There's little engagement on what seem to me to be the real issues--the facts that trans* people are more stigmatized than (cis) LGB people, face more violence, and have much less protection; the way that "LGBT" rights movements have prioritized sexual orientation over gender identity in securing protections, asking trans* folks to "wait"; the fact that many cis LGB people are uncomfortable with trans* people, and some are overtly transphobic.

Repeated for truth.

The one thing is that I don't think that marriage equality is ignoring trans* issues, because many trans people will benefit from gender/legal sex not being an issue in marriage. Similarly, marriage equality isn't going to primarily help elite LGB people, but also poor couples who couldn't afford the complex legal instruments that rich people could use to replicate the protections of marriage (albeit imperfectly). A marriage license is a lot cheaper than a lawyer.
posted by jb at 3:36 PM on October 17, 2013 [1 favorite]


I believe the most important lesson being slowly learned by transgender communities is that gender is allowed to be choice (even if it isn't for you specifically, which for me, it isn't, but I digress). There isn't a gender narrative you have to follow in order to be what you are, that you are what you are at that moment and it can change if you feel like it.

I think that lesson applies well to all the other letters of the LGBT umbrella.
posted by Annika Cicada at 3:40 PM on October 17, 2013 [2 favorites]


Today I learned the word "TERF," found out that lesbians are just another overrepresented cis majority whose voices don't need to be heard, and that the most outrageous problem for trans people is lesbian transphobia. It's mystifying. Isn't there any vitriol left for, you know, the class of people who are responsible for raping transwomen, beating transwomen, denying transwomen employment and housing? What's your pet acronym for them?
posted by Wordwoman at 3:55 PM on October 17, 2013 [4 favorites]


found out that lesbians are just another overrepresented cis majority whose voices don't need to be heard

what
posted by rtha at 3:58 PM on October 17, 2013 [19 favorites]


previously and previously
posted by Wordwoman at 4:05 PM on October 17, 2013 [1 favorite]

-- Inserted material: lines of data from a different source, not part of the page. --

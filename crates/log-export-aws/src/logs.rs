// Copyright 2023-Present Datadog, Inc. https://www.datadoghq.com/
// SPDX-License-Identifier: Apache-2.0

//! CloudWatch Logs through the AWS SDK.

use async_trait::async_trait;
use aws_config::SdkConfig;
use aws_sdk_cloudwatchlogs::{config, Client};
use tracing::debug;

use log_export::client::LogsClient;
use log_export::types::{
    ExportStatus, ExportTaskRequest, LogGroupName, LogGroupPage, PaginationToken, TaskId,
    UnknownStatusCode,
};
use log_export::ServiceError;

use crate::error::{malformed, service_error};

pub struct CloudWatchLogsClient {
    client: Client,
}

impl CloudWatchLogsClient {
    /// Builds the client from shared SDK settings. `endpoint_url` replaces
    /// the regional endpoint, e.g. for a local emulator.
    pub fn new(sdk: &SdkConfig, endpoint_url: Option<&str>) -> Self {
        let mut builder = config::Builder::from(sdk);
        if let Some(url) = endpoint_url {
            builder = builder.endpoint_url(url);
        }
        CloudWatchLogsClient {
            client: Client::from_conf(builder.build()),
        }
    }
}

#[async_trait]
impl LogsClient for CloudWatchLogsClient {
    async fn list_log_groups(
        &self,
        limit: u32,
        token: Option<&PaginationToken>,
    ) -> Result<LogGroupPage, ServiceError> {
        const OP: &str = "DescribeLogGroups";
        let output = self
            .client
            .describe_log_groups()
            .limit(i32::try_from(limit).unwrap_or(i32::MAX))
            .set_next_token(token.map(|t| t.as_str().to_string()))
            .send()
            .await
            .map_err(|e| service_error(OP, e))?;

        let names = output
            .log_groups()
            .iter()
            .map(|group| {
                group
                    .log_group_name()
                    .and_then(LogGroupName::new)
                    .ok_or_else(|| malformed(OP, "log group without a name"))
            })
            .collect::<Result<Vec<_>, _>>()?;
        // an empty token is treated as the end of the listing
        let next_token = output.next_token().and_then(PaginationToken::new);
        debug!(
            "{OP} returned {} log groups, more pages: {}",
            names.len(),
            next_token.is_some()
        );
        Ok(LogGroupPage { names, next_token })
    }

    async fn create_export_task(
        &self,
        request: &ExportTaskRequest,
    ) -> Result<TaskId, ServiceError> {
        const OP: &str = "CreateExportTask";
        let output = self
            .client
            .create_export_task()
            .task_name(&request.task_name)
            .log_group_name(request.log_group_name.as_str())
            .from(request.from_millis)
            .to(request.to_millis)
            .destination(&request.destination)
            .destination_prefix(&request.destination_prefix)
            .send()
            .await
            .map_err(|e| service_error(OP, e))?;
        output
            .task_id()
            .and_then(TaskId::new)
            .ok_or_else(|| malformed(OP, "missing taskId"))
    }

    async fn describe_export_task(&self, task_id: &TaskId) -> Result<ExportStatus, ServiceError> {
        const OP: &str = "DescribeExportTasks";
        let output = self
            .client
            .describe_export_tasks()
            .task_id(task_id.as_str())
            .send()
            .await
            .map_err(|e| service_error(OP, e))?;
        let code = output
            .export_tasks()
            .first()
            .ok_or_else(|| malformed(OP, format!("no export task with id {task_id}")))?
            .status()
            .and_then(|status| status.code())
            .ok_or_else(|| malformed(OP, format!("export task {task_id} has no status code")))?;
        code.as_str()
            .parse()
            .map_err(|e: UnknownStatusCode| malformed(OP, e.to_string()))
    }
}
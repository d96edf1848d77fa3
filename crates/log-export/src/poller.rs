// Copyright 2023-Present Datadog, Inc. https://www.datadoghq.com/
// SPDX-License-Identifier: Apache-2.0

//! Bounded polling of export task status.
//!
//! Each task runs through a small state machine:
//!
//! ```text
//!   SUBMITTED ──> POLLING ──(COMPLETED)──────────────> COMPLETED
//!                  │   ^
//!                  │   └──(other code, attempts < retries: sleep)
//!                  └──────(other code, attempts >= retries)──> EXHAUSTED
//! ```
//!
//! A task that never completes is checked `retries + 1` times with `retries`
//! sleeps in between, so the time spent waiting is bounded by
//! `retries * interval`. Running out of budget is an outcome, not an error.

use async_trait::async_trait;
use std::time::Duration;
use tracing::{debug, warn};

use crate::client::LogsClient;
use crate::types::{ExportStatus, TaskId};

pub const DEFAULT_POLL_RETRIES: u32 = 10;
pub const DEFAULT_POLL_INTERVAL: Duration = Duration::from_secs(10);

/// Suspends the current export between status checks.
#[async_trait]
pub trait Sleeper: Send + Sync {
    async fn sleep(&self, duration: Duration);
}

/// Sleeps on the tokio timer.
#[derive(Debug, Clone, Copy, Default)]
pub struct TokioSleeper;

#[async_trait]
impl Sleeper for TokioSleeper {
    async fn sleep(&self, duration: Duration) {
        tokio::time::sleep(duration).await;
    }
}

#[derive(Debug, Clone, Copy, PartialEq, Eq)]
pub struct PollPolicy {
    pub retries: u32,
    pub interval: Duration,
}

impl Default for PollPolicy {
    fn default() -> Self {
        PollPolicy {
            retries: DEFAULT_POLL_RETRIES,
            interval: DEFAULT_POLL_INTERVAL,
        }
    }
}

#[derive(Debug, Clone, Copy, PartialEq, Eq)]
enum PollState {
    Submitted,
    Polling { attempts: u32 },
    Completed,
    Exhausted,
}

#[derive(Debug, Clone, Copy, PartialEq, Eq)]
pub struct PollResult {
    /// `Completed`, or `TimedOut` when the budget ran out.
    pub status: ExportStatus,
    /// Number of status queries made.
    pub checks: u32,
    /// Last status the service reported, if any query succeeded.
    pub last_status: Option<ExportStatus>,
}

pub struct StatusPoller<'a, C: ?Sized, S: ?Sized> {
    client: &'a C,
    sleeper: &'a S,
    policy: PollPolicy,
}

impl<'a, C, S> StatusPoller<'a, C, S>
where
    C: LogsClient + ?Sized,
    S: Sleeper + ?Sized,
{
    pub fn new(client: &'a C, sleeper: &'a S, policy: PollPolicy) -> Self {
        StatusPoller {
            client,
            sleeper,
            policy,
        }
    }

    pub async fn poll(&self, task_id: &TaskId) -> PollResult {
        let mut state = PollState::Submitted;
        let mut checks = 0;
        let mut last_status = None;

        loop {
            state = match state {
                PollState::Submitted => PollState::Polling { attempts: 0 },
                PollState::Polling { attempts } => {
                    checks += 1;
                    match self.client.describe_export_task(task_id).await {
                        Ok(ExportStatus::Completed) => {
                            last_status = Some(ExportStatus::Completed);
                            PollState::Completed
                        }
                        observed => {
                            match observed {
                                Ok(status) => {
                                    debug!("Export task {task_id} is {status} (check {checks})");
                                    last_status = Some(status);
                                }
                                Err(e) => {
                                    warn!("Failed to query export task {task_id}: {e}");
                                }
                            }
                            if attempts >= self.policy.retries {
                                PollState::Exhausted
                            } else {
                                self.sleeper.sleep(self.policy.interval).await;
                                PollState::Polling {
                                    attempts: attempts + 1,
                                }
                            }
                        }
                    }
                }
                PollState::Completed => {
                    return PollResult {
                        status: ExportStatus::Completed,
                        checks,
                        last_status,
                    };
                }
                PollState::Exhausted => {
                    warn!(
                        "Export task {task_id} did not complete after {checks} checks, giving up"
                    );
                    return PollResult {
                        status: ExportStatus::TimedOut,
                        checks,
                        last_status,
                    };
                }
            };
        }
    }
}
// Copyright 2023-Present Datadog, Inc. https://www.datadoghq.com/
// SPDX-License-Identifier: Apache-2.0

//! Shared SDK configuration for the service clients.
//!
//! Credentials and region resolution follow the SDK's default chain for the
//! named profile: environment variables, then the shared config and
//! credentials files (including `[profile name]` sections, SSO and
//! assume-role profiles), then container and instance metadata.

use aws_config::{timeout::TimeoutConfig, BehaviorVersion, SdkConfig};
use aws_credential_types::provider::ProvideCredentials;
use aws_credential_types::Credentials;
use aws_sdk_cloudwatchlogs::config::Region;
use aws_sdk_cloudwatchlogs::error::DisplayErrorContext;
use std::time::Duration;
use tracing::debug;

#[derive(Debug, thiserror::Error)]
pub enum CredentialsError {
    #[error("no credentials provider is configured")]
    NotConfigured,

    #[error("could not load credentials for profile '{profile}': {message}")]
    Unavailable { profile: String, message: String },
}

/// Loads the SDK configuration for `profile`, with an explicit region and a
/// per-attempt timeout applied to every call.
pub async fn load_sdk_config(profile: &str, region: &str, timeout: Duration) -> SdkConfig {
    debug!("Loading AWS configuration for profile '{profile}' in {region}");
    aws_config::defaults(BehaviorVersion::latest())
        .profile_name(profile)
        .region(Region::new(region.to_string()))
        .timeout_config(
            TimeoutConfig::builder()
                .operation_attempt_timeout(timeout)
                .build(),
        )
        .load()
        .await
}

/// Resolves credentials once up front, so a missing or broken profile fails
/// the run before any listing starts.
pub async fn resolve_credentials(
    config: &SdkConfig,
    profile: &str,
) -> Result<Credentials, CredentialsError> {
    let provider = config
        .credentials_provider()
        .ok_or(CredentialsError::NotConfigured)?;
    provider
        .provide_credentials()
        .await
        .map_err(|e| CredentialsError::Unavailable {
            profile: profile.to_string(),
            message: DisplayErrorContext(&e).to_string(),
        })
}
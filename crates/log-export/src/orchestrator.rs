// Copyright 2023-Present Datadog, Inc. https://www.datadoghq.com/
// SPDX-License-Identifier: Apache-2.0

//! Drives one export run end to end.
//!
//! Pages are fetched one at a time and every group on a page is submitted and
//! polled before the next page is requested, so discovery order, processing
//! order and report order are the same. Only listing and publishing failures
//! abort a run; a group whose task cannot be created is reported and skipped.

use tracing::{info, info_span, warn, Instrument};

use crate::client::{LogsClient, NotificationClient};
use crate::error::ExportError;
use crate::lister::{PageLister, MAX_PAGE_SIZE};
use crate::notifier::{Notifier, DEFAULT_SUBJECT};
use crate::poller::{PollPolicy, Sleeper, StatusPoller};
use crate::report::{Report, ReportAggregator};
use crate::submitter::ExportSubmitter;
use crate::types::{GroupOutcome, LogGroupName, NotificationReceipt};
use crate::window::TimeWindow;

/// Plain values the pipeline needs, resolved before the run starts.
#[derive(Debug, Clone, PartialEq, Eq)]
pub struct ExportSettings {
    /// Bucket the export tasks write to.
    pub destination_root: String,
    /// Topic the report is published to.
    pub topic: String,
    pub subject: String,
    pub page_size: u32,
    pub poll: PollPolicy,
}

impl ExportSettings {
    pub fn new(destination_root: impl Into<String>, topic: impl Into<String>) -> Self {
        ExportSettings {
            destination_root: destination_root.into(),
            topic: topic.into(),
            subject: DEFAULT_SUBJECT.to_string(),
            page_size: MAX_PAGE_SIZE,
            poll: PollPolicy::default(),
        }
    }
}

pub struct Orchestrator<'a, L: ?Sized, N: ?Sized, S: ?Sized> {
    logs: &'a L,
    notifications: &'a N,
    sleeper: &'a S,
    settings: &'a ExportSettings,
}

impl<'a, L, N, S> Orchestrator<'a, L, N, S>
where
    L: LogsClient + ?Sized,
    N: NotificationClient + ?Sized,
    S: Sleeper + ?Sized,
{
    pub fn new(
        logs: &'a L,
        notifications: &'a N,
        sleeper: &'a S,
        settings: &'a ExportSettings,
    ) -> Self {
        Orchestrator {
            logs,
            notifications,
            sleeper,
            settings,
        }
    }

    /// Exports every log group over `window` and publishes the report.
    pub async fn run(&self, window: &TimeWindow) -> Result<NotificationReceipt, ExportError> {
        let report = self.export_all(window).await?;
        let summary = report.summary();
        info!(
            "Export run finished: {} log groups, {} completed, {} timed out, {} failed",
            summary.total, summary.completed, summary.timed_out, summary.failed
        );

        let receipt = Notifier::new(self.notifications, &self.settings.topic)
            .publish(&report, &self.settings.subject)
            .await?;
        info!("Published export report, {receipt}");
        Ok(receipt)
    }

    /// Runs the export for every discovered group and returns the report
    /// without publishing it.
    pub async fn export_all(&self, window: &TimeWindow) -> Result<Report, ExportError> {
        info!(
            "Exporting log groups from {} to {} into {}",
            window.start_label(),
            window.end_label(),
            self.settings.destination_root
        );

        let lister = PageLister::new(self.logs, self.settings.page_size);
        let mut aggregator = ReportAggregator::new();
        let mut token = None;
        let mut pages = 0_usize;

        loop {
            let (names, next_token) = lister.list_page(token.as_ref()).await?;
            pages += 1;
            if pages > 1 {
                info!("Page {pages}: {} log groups", names.len());
            }

            for name in &names {
                let outcome = self
                    .export_group(name, window)
                    .instrument(info_span!("export", log_group = %name))
                    .await;
                aggregator.append(outcome);
            }

            match next_token {
                Some(next) => token = Some(next),
                None => break,
            }
        }

        info!("Listed {pages} pages, {} log groups", aggregator.len());
        Ok(aggregator.render())
    }

    async fn export_group(&self, name: &LogGroupName, window: &TimeWindow) -> GroupOutcome {
        let submitter = ExportSubmitter::new(self.logs);
        let task = match submitter
            .submit(name, window, &self.settings.destination_root)
            .await
        {
            Ok(task) => task,
            Err(e) => {
                warn!("{e}");
                return GroupOutcome::submission_failed(name, &e);
            }
        };

        let poller = StatusPoller::new(self.logs, self.sleeper, self.settings.poll);
        let result = poller.poll(&task.task_id).await;
        GroupOutcome::from_poll(&task, result)
    }
}
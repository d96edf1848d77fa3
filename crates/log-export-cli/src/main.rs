// Copyright 2023-Present Datadog, Inc. https://www.datadoghq.com/
// SPDX-License-Identifier: Apache-2.0

#![cfg_attr(not(test), deny(clippy::panic))]
#![cfg_attr(not(test), deny(clippy::unwrap_used))]
#![cfg_attr(not(test), deny(clippy::expect_used))]
#![cfg_attr(not(test), deny(clippy::todo))]
#![cfg_attr(not(test), deny(clippy::unimplemented))]

use chrono::{DateTime, Utc};
use clap::Parser;
use std::process::ExitCode;
use tracing::{debug, error, info};
use tracing_subscriber::EnvFilter;

use log_export::{ExportError, Orchestrator, TimeWindow, TokioSleeper};
use log_export_aws::{
    load_sdk_config, resolve_credentials, CloudWatchLogsClient, CredentialsError, SnsClient,
};

mod config;

use config::ExportConfig;

/// Exports every CloudWatch log group to S3 and publishes a per-group report
/// to SNS.
#[derive(Debug, Parser)]
#[command(name = "log-export", version)]
struct Args {
    /// Start of the export window, in hours before now.
    #[arg(value_name = "HOURS_BACK", default_value_t = 36)]
    hours_back: u32,

    /// End of the export window, in hours before now.
    #[arg(value_name = "STALENESS_BOUND_HOURS", default_value_t = 12)]
    staleness_bound_hours: u32,
}

#[tokio::main]
async fn main() -> ExitCode {
    let args = Args::parse();

    let config = match ExportConfig::from_env() {
        Ok(config) => config,
        Err(e) => {
            // the subscriber needs the config's log level
            eprintln!("Invalid configuration: {e}");
            return ExitCode::FAILURE;
        }
    };

    let env_filter = format!(
        "h2=off,hyper=off,rustls=off,aws_smithy_runtime=off,aws_config=warn,{}",
        config.log_level
    );
    let filter = match EnvFilter::try_new(&env_filter) {
        Ok(filter) => filter,
        Err(e) => {
            eprintln!("Could not parse log level '{}': {e}", config.log_level);
            return ExitCode::FAILURE;
        }
    };
    let subscriber = tracing_subscriber::fmt::Subscriber::builder()
        .with_env_filter(filter)
        .with_level(true)
        .with_thread_names(false)
        .with_thread_ids(false)
        .with_line_number(false)
        .with_file(false)
        .with_target(true)
        .without_time()
        .finish();
    if let Err(e) = tracing::subscriber::set_global_default(subscriber) {
        eprintln!("Setting default subscriber failed: {e}");
        return ExitCode::FAILURE;
    }
    debug!("Logging subsystem enabled");

    match run(&args, &config).await {
        Ok(receipt) => {
            println!("{receipt}");
            ExitCode::SUCCESS
        }
        Err(e) => {
            error!("Log export failed: {e}");
            ExitCode::FAILURE
        }
    }
}

/// Errors that end the binary with a non-zero exit.
#[derive(Debug, thiserror::Error)]
enum RunError {
    #[error(transparent)]
    Credentials(#[from] CredentialsError),

    #[error(transparent)]
    Export(#[from] ExportError),
}

async fn run(args: &Args, config: &ExportConfig) -> Result<String, RunError> {
    let window = export_window(args, Utc::now())?;
    let sdk = load_sdk_config(&config.profile, &config.region, config.http_timeout).await;
    resolve_credentials(&sdk, &config.profile).await?;
    info!(
        "Exporting log groups in {} with profile '{}'",
        config.region, config.profile
    );

    let logs_client = CloudWatchLogsClient::new(&sdk, config.logs_endpoint.as_deref());
    let sns_client = SnsClient::new(&sdk, config.sns_endpoint.as_deref());

    let settings = config.settings();
    let receipt = Orchestrator::new(&logs_client, &sns_client, &TokioSleeper, &settings)
        .run(&window)
        .await?;
    Ok(receipt.to_string())
}

/// The window is validated before any AWS configuration is loaded.
fn export_window(args: &Args, now: DateTime<Utc>) -> Result<TimeWindow, RunError> {
    let window = TimeWindow::lookback(now, args.hours_back, args.staleness_bound_hours)
        .map_err(ExportError::from)?;
    Ok(window)
}
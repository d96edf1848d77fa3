// Copyright 2023-Present Datadog, Inc. https://www.datadoghq.com/
// SPDX-License-Identifier: Apache-2.0

use tracing::{debug, error};

use crate::client::NotificationClient;
use crate::error::DeliveryError;
use crate::report::Report;
use crate::types::NotificationReceipt;

pub const DEFAULT_SUBJECT: &str = "CloudWatch Logs Export Results";

/// Publishes a finished report to one topic. Nothing is retried here.
pub struct Notifier<'a, N: ?Sized> {
    client: &'a N,
    topic: &'a str,
}

impl<'a, N: NotificationClient + ?Sized> Notifier<'a, N> {
    pub fn new(client: &'a N, topic: &'a str) -> Self {
        Notifier { client, topic }
    }

    pub async fn publish(
        &self,
        report: &Report,
        subject: &str,
    ) -> Result<NotificationReceipt, DeliveryError> {
        let body = report.body();
        debug!(
            "Publishing export report ({} lines) to {}",
            report.lines().len(),
            self.topic
        );
        self.client
            .publish(self.topic, subject, &body)
            .await
            .map_err(|source| {
                error!("Export report was not delivered to {}: {source}", self.topic);
                DeliveryError {
                    topic: self.topic.to_string(),
                    source,
                }
            })
    }
}
// Copyright 2023-Present Datadog, Inc. https://www.datadoghq.com/
// SPDX-License-Identifier: Apache-2.0

use async_trait::async_trait;
use aws_config::SdkConfig;
use aws_sdk_sns::{config, Client};
use tracing::debug;

use log_export::client::NotificationClient;
use log_export::types::NotificationReceipt;
use log_export::ServiceError;

use crate::error::{malformed, service_error};

const OPERATION: &str = "Publish";

pub struct SnsClient {
    client: Client,
}

impl SnsClient {
    pub fn new(sdk: &SdkConfig, endpoint_url: Option<&str>) -> Self {
        let mut builder = config::Builder::from(sdk);
        if let Some(url) = endpoint_url {
            builder = builder.endpoint_url(url);
        }
        SnsClient {
            client: Client::from_conf(builder.build()),
        }
    }
}

#[async_trait]
impl NotificationClient for SnsClient {
    async fn publish(
        &self,
        topic: &str,
        subject: &str,
        body: &str,
    ) -> Result<NotificationReceipt, ServiceError> {
        debug!("Publishing {} bytes to {topic}", body.len());
        let output = self
            .client
            .publish()
            .topic_arn(topic)
            .subject(subject)
            .message(body)
            .send()
            .await
            .map_err(|e| service_error(OPERATION, e))?;
        let message_id = output
            .message_id()
            .filter(|id| !id.is_empty())
            .ok_or_else(|| malformed(OPERATION, "missing MessageId"))?;
        Ok(NotificationReceipt {
            message_id: message_id.to_string(),
        })
    }
}
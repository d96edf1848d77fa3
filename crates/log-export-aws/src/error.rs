// Copyright 2023-Present Datadog, Inc. https://www.datadoghq.com/
// SPDX-License-Identifier: Apache-2.0

use aws_sdk_cloudwatchlogs::error::{DisplayErrorContext, ProvideErrorMetadata, SdkError};
use std::error::Error;
use tracing::error;

use log_export::ServiceError;

/// Maps an SDK failure onto the exporter's service error.
///
/// Error responses keep their HTTP status and `code: message`. A successful
/// response the SDK could not parse is malformed. Anything else (timeouts,
/// connection failures, request construction) is transport.
pub(crate) fn service_error<E>(operation: &'static str, err: SdkError<E>) -> ServiceError
where
    E: ProvideErrorMetadata + Error + Send + Sync + 'static,
{
    match err {
        SdkError::ServiceError(context) if context.raw().status().is_success() => {
            ServiceError::MalformedResponse {
                operation,
                message: DisplayErrorContext(context.err()).to_string(),
            }
        }
        SdkError::ServiceError(context) => {
            let status = context.raw().status().as_u16();
            let source = context.err();
            let body = match (source.code(), source.message()) {
                (Some(code), Some(message)) => format!("{code}: {message}"),
                (Some(code), None) => code.to_string(),
                _ => DisplayErrorContext(source).to_string(),
            };
            error!("{operation} failed with status {status}: {body}");
            ServiceError::Status {
                operation,
                status,
                body,
            }
        }
        unparsed @ SdkError::ResponseError(_) => ServiceError::MalformedResponse {
            operation,
            message: DisplayErrorContext(&unparsed).to_string(),
        },
        other => ServiceError::Transport {
            operation,
            message: DisplayErrorContext(&other).to_string(),
        },
    }
}

pub(crate) fn malformed(operation: &'static str, message: impl Into<String>) -> ServiceError {
    ServiceError::MalformedResponse {
        operation,
        message: message.into(),
    }
}
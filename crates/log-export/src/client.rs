// Copyright 2023-Present Datadog, Inc. https://www.datadoghq.com/
// SPDX-License-Identifier: Apache-2.0

//! Seams to the remote services the exporter drives.
//!
//! Implementations are expected to validate responses at the boundary and
//! report anything they cannot turn into the typed results below as
//! [`ServiceError::MalformedResponse`].

use async_trait::async_trait;

use crate::error::ServiceError;
use crate::types::{
    ExportStatus, ExportTaskRequest, LogGroupPage, NotificationReceipt, PaginationToken, TaskId,
};

#[async_trait]
pub trait LogsClient: Send + Sync {
    /// Fetches one page of log groups. `token` is `None` for the first page.
    async fn list_log_groups(
        &self,
        limit: u32,
        token: Option<&PaginationToken>,
    ) -> Result<LogGroupPage, ServiceError>;

    async fn create_export_task(&self, request: &ExportTaskRequest)
        -> Result<TaskId, ServiceError>;

    async fn describe_export_task(&self, task_id: &TaskId) -> Result<ExportStatus, ServiceError>;
}

#[async_trait]
pub trait NotificationClient: Send + Sync {
    async fn publish(
        &self,
        topic: &str,
        subject: &str,
        body: &str,
    ) -> Result<NotificationReceipt, ServiceError>;
}
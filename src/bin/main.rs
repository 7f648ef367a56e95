use std::fmt::Display;
use std::path::{Path, PathBuf};

use anyhow::{bail, Context};
use clap::{Parser, ValueEnum};
use env_logger::Env;
use num::BigRational;
use num_traits::FromPrimitive;

use stepping_stone::algorithm::{Configuration, solve_with, SolveError};
use stepping_stone::algorithm::initial::{LeastCost, NorthWestCorner};
use stepping_stone::algorithm::stepping_stone::strategy::pivot_rule::{FirstProfitable, SteepestDescent};
use stepping_stone::data::number_types::traits::Quantity;
use stepping_stone::data::transportation::Problem;
use stepping_stone::data::transportation::solution::Solution;
use stepping_stone::io::import;

/// A transportation problem solver written in rust.
#[derive(Parser, Debug)]
#[command(version, about, long_about = None)]
struct Opts {
    /// Files containing the problem descriptions
    #[arg(required = true)]
    problem_files: Vec<PathBuf>,

    /// Rule used to construct the initial allocation
    #[arg(long, value_enum, default_value_t = Initial::NorthWestCorner)]
    initial: Initial,

    /// Rule used to select the cell entering the basis
    #[arg(long, value_enum, default_value_t = Rule::SteepestDescent)]
    rule: Rule,

    /// Give up after this many rotations
    #[arg(long)]
    rotation_limit: Option<usize>,

    /// Compute with arbitrary precision rationals instead of floating point numbers
    #[arg(long)]
    exact: bool,

    /// Log every rotation
    #[arg(short, long)]
    verbose: bool,
}

#[derive(Copy, Clone, Debug, ValueEnum)]
enum Initial {
    NorthWestCorner,
    LeastCost,
}

#[derive(Copy, Clone, Debug, ValueEnum)]
enum Rule {
    SteepestDescent,
    FirstProfitable,
}

fn main() -> anyhow::Result<()> {
    let opts = Opts::parse();

    let level = if opts.verbose { "debug" } else { "info" };
    env_logger::Builder::from_env(Env::default().default_filter_or(level)).init();

    let mut nr_failed = 0;
    for path in &opts.problem_files {
        let result = if opts.exact {
            run::<BigRational>(path, &opts)
        } else {
            run::<f64>(path, &opts)
        };

        if let Err(error) = result {
            eprintln!("{:#}", error);
            nr_failed += 1;
        }
    }

    if nr_failed > 0 {
        bail!("{} of {} problems could not be solved", nr_failed, opts.problem_files.len());
    }

    Ok(())
}

fn run<F: Quantity + FromPrimitive + Display>(path: &Path, opts: &Opts) -> anyhow::Result<()> {
    println!("Reading problem file: \"{}\"...", path.display());
    let problem = import::<F>(path)
        .with_context(|| format!("Couldn't read problem file \"{}\"", path.display()))?;

    println!("Solving...");
    let solution = solve(problem, opts)
        .with_context(|| format!("Couldn't solve problem \"{}\"", path.display()))?;

    println!("Solution computed after {} rotations:", solution.nr_rotations());
    println!("{}", solution);

    Ok(())
}

fn solve<F: Quantity>(problem: Problem<F>, opts: &Opts) -> Result<Solution<F>, SolveError> {
    let configuration = Configuration { rotation_limit: opts.rotation_limit };

    match (opts.initial, opts.rule) {
        (Initial::NorthWestCorner, Rule::SteepestDescent) => {
            solve_with::<_, NorthWestCorner, SteepestDescent>(problem, &configuration)
        },
        (Initial::NorthWestCorner, Rule::FirstProfitable) => {
            solve_with::<_, NorthWestCorner, FirstProfitable>(problem, &configuration)
        },
        (Initial::LeastCost, Rule::SteepestDescent) => {
            solve_with::<_, LeastCost, SteepestDescent>(problem, &configuration)
        },
        (Initial::LeastCost, Rule::FirstProfitable) => {
            solve_with::<_, LeastCost, FirstProfitable>(problem, &configuration)
        },
    }
}
//! # Initial bases
//!
//! The stepping stone method needs a feasible allocation to start from. Each rule here ships all
//! supply of a balanced problem; only cells that receive a positive quantity become basic, so the
//! result may be degenerate.
use crate::data::number_types::traits::Quantity;
use crate::data::transportation::allocation::AllocationGrid;
use crate::data::transportation::balance::Balanced;

pub mod least_cost;
pub mod north_west;

pub use least_cost::LeastCost;
pub use north_west::NorthWestCorner;

/// Deciding how to construct a first feasible allocation.
pub trait InitialBasis {
    /// Allocate all supply to demand.
    ///
    /// # Return value
    ///
    /// A grid in which every row ships exactly its supply and every column receives exactly its
    /// demand. It has at most `rows + columns - 1` basic cells.
    fn allocate<F: Quantity>(problem: &Balanced<F>) -> AllocationGrid<F>;
}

The number of women who are TERFs compared to the number of times that the TERF viewpoint gets raised in discussions like this seems, to me, to be rather disproportional. There similarly are also a few women (for obvious reasons generally lesbians) who think that men are useless and would be happier existing in a world totally free of them, but they are not a significant component of how decisions are made in the feminist movement as a whole. Yes, there are a few gay people of various stripes who don't like trans people. There are also gay Republicans, it doesn't mean the Republican platform is a major part of the gay rights movement. There are gay people who are overt racists! Are those the same degree of badness? I have no idea. But they're generally about the same degree of fringe.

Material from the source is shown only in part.